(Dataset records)

::::::::

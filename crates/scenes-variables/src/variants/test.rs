//! Variable with controllable completion, for exercising resolution order

use crate::multi_value::{
    MultiValueVariable, MultiValueVariableState, OptionsRequest, OptionsStream, ValueOptionsSource,
};
use crate::selection::VariableValueOption;
use futures::stream::{self, StreamExt};
use parking_lot::Mutex;
use std::sync::atomic::{AtomicUsize, Ordering};
use std::sync::Arc;
use std::time::Duration;
use tokio::sync::Notify;
use tracing::trace;

/// Options answered from a fixed metric tree once completion is signalled
///
/// The tree has three levels named `A`, `B`, `C`, then `AA`..`CC`, then
/// `AAA`..`CCC`. Queries are dot-separated paths where `*` matches every
/// node and `{A,B}` matches a set.
#[derive(Debug, Clone, Default)]
pub struct TestOptions {
    signal: Arc<Notify>,
    delay: Option<Duration>,
    requests: Arc<AtomicUsize>,
    issued_query: Arc<Mutex<Option<String>>>,
}

impl TestOptions {
    /// Source answering only when signalled
    #[must_use]
    pub fn new() -> Self {
        Self::default()
    }

    /// Source also answering on its own after `delay`
    #[must_use]
    pub fn with_delay(mut self, delay: Duration) -> Self {
        self.delay = Some(delay);
        self
    }

    /// Let the pending (or next) request complete
    pub fn signal_update_completed(&self) {
        self.signal.notify_one();
    }

    /// Number of option requests made
    #[must_use]
    pub fn request_count(&self) -> usize {
        self.requests.load(Ordering::SeqCst)
    }

    /// Interpolated query of the last completed request
    #[must_use]
    pub fn issued_query(&self) -> Option<String> {
        self.issued_query.lock().clone()
    }
}

impl ValueOptionsSource for TestOptions {
    const KIND: &'static str = "test";

    fn get_value_options(&self, request: OptionsRequest) -> OptionsStream {
        self.requests.fetch_add(1, Ordering::SeqCst);
        let signal = Arc::clone(&self.signal);
        let delay = self.delay;
        let issued = Arc::clone(&self.issued_query);

        stream::once(async move {
            match delay {
                Some(delay) => {
                    tokio::select! {
                        () = signal.notified() => {}
                        () = tokio::time::sleep(delay) => {}
                    }
                }
                None => signal.notified().await,
            }
            trace!(variable = %request.name, query = %request.query, "issuing test query");
            *issued.lock() = Some(request.query.clone());
            Ok(query_metric_tree(&request.query)
                .into_iter()
                .map(VariableValueOption::same)
                .collect())
        })
        .boxed()
    }
}

/// Multi-value variable backed by [`TestOptions`]
pub type TestVariable = MultiValueVariable<TestOptions>;

impl TestVariable {
    /// Test variable with a query and its own source handle
    #[must_use]
    pub fn with_query(name: &str, query: &str) -> (Arc<Self>, TestOptions) {
        let source = TestOptions::new();
        let variable = Self::new(
            MultiValueVariableState {
                query: query.to_string(),
                ..MultiValueVariableState::named(name)
            },
            source.clone(),
        );
        (variable, source)
    }
}

const TREE_LETTERS: [char; 3] = ['A', 'B', 'C'];
const TREE_DEPTH: usize = 3;

/// Names matching `query` in the metric tree
///
/// A query starting with `value` is echoed back as its only result.
#[must_use]
pub fn query_metric_tree(query: &str) -> Vec<String> {
    if query.starts_with("value") {
        return vec![query.to_string()];
    }
    let mut level: Vec<String> = TREE_LETTERS.iter().map(char::to_string).collect();
    let segments: Vec<&str> = query.split('.').collect();
    for (depth, segment) in segments.iter().enumerate() {
        let matched: Vec<String> = level
            .into_iter()
            .filter(|name| segment_matches(segment, name))
            .collect();
        if depth + 1 == segments.len() {
            return matched;
        }
        if depth + 1 >= TREE_DEPTH {
            return Vec::new();
        }
        level = matched
            .iter()
            .flat_map(|parent| TREE_LETTERS.iter().map(move |c| format!("{parent}{c}")))
            .collect();
    }
    level
}

fn segment_matches(segment: &str, name: &str) -> bool {
    if segment == "*" {
        return true;
    }
    match segment.strip_prefix('{').and_then(|s| s.strip_suffix('}')) {
        Some(set) => set.split(',').any(|option| option == name),
        None => segment == name,
    }
}

#[cfg(test)]
mod tests {
    use super::*;
    use crate::selection::VariableSelection;
    use pretty_assertions::assert_eq;

    #[test]
    fn metric_tree_queries() {
        assert_eq!(query_metric_tree("*"), vec!["A", "B", "C"]);
        assert_eq!(query_metric_tree("A.*"), vec!["AA", "AB", "AC"]);
        assert_eq!(query_metric_tree("{A,C}.B"), vec!["AB", "CB"]);
        assert_eq!(query_metric_tree("A.B.*"), vec!["ABA", "ABB", "ABC"]);
        assert_eq!(query_metric_tree("value1"), vec!["value1"]);
        assert!(query_metric_tree("D.*").is_empty());
    }

    #[tokio::test]
    async fn resolves_after_signal() {
        let (variable, source) = TestVariable::with_query("server", "A.*");
        source.signal_update_completed();
        variable.clone().validate_and_update().await.unwrap();

        assert_eq!(source.request_count(), 1);
        assert_eq!(source.issued_query().as_deref(), Some("A.*"));
        assert_eq!(variable.state().value, VariableSelection::from("AA"));
        assert_eq!(variable.state().options.len(), 3);
    }

    #[tokio::test]
    async fn resolves_after_delay() {
        let source = TestOptions::new().with_delay(Duration::from_millis(5));
        let variable = TestVariable::new(
            MultiValueVariableState {
                query: "*".to_string(),
                ..MultiValueVariableState::named("server")
            },
            source,
        );
        variable.clone().validate_and_update().await.unwrap();
        assert_eq!(variable.state().value, VariableSelection::from("A"));
    }
}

::::::::

■ **WHAT YOU SHOULD DO**
Reading through the records above, report each line in which the string "Duration" is found.

■ **ANSWER FOR THIS EXERCISE**
use std::time::Duration;
    delay: Option<Duration>,
    pub fn with_delay(mut self, delay: Duration) -> Self {
        let source = TestOptions::new().with_delay(Duration::from_millis(5));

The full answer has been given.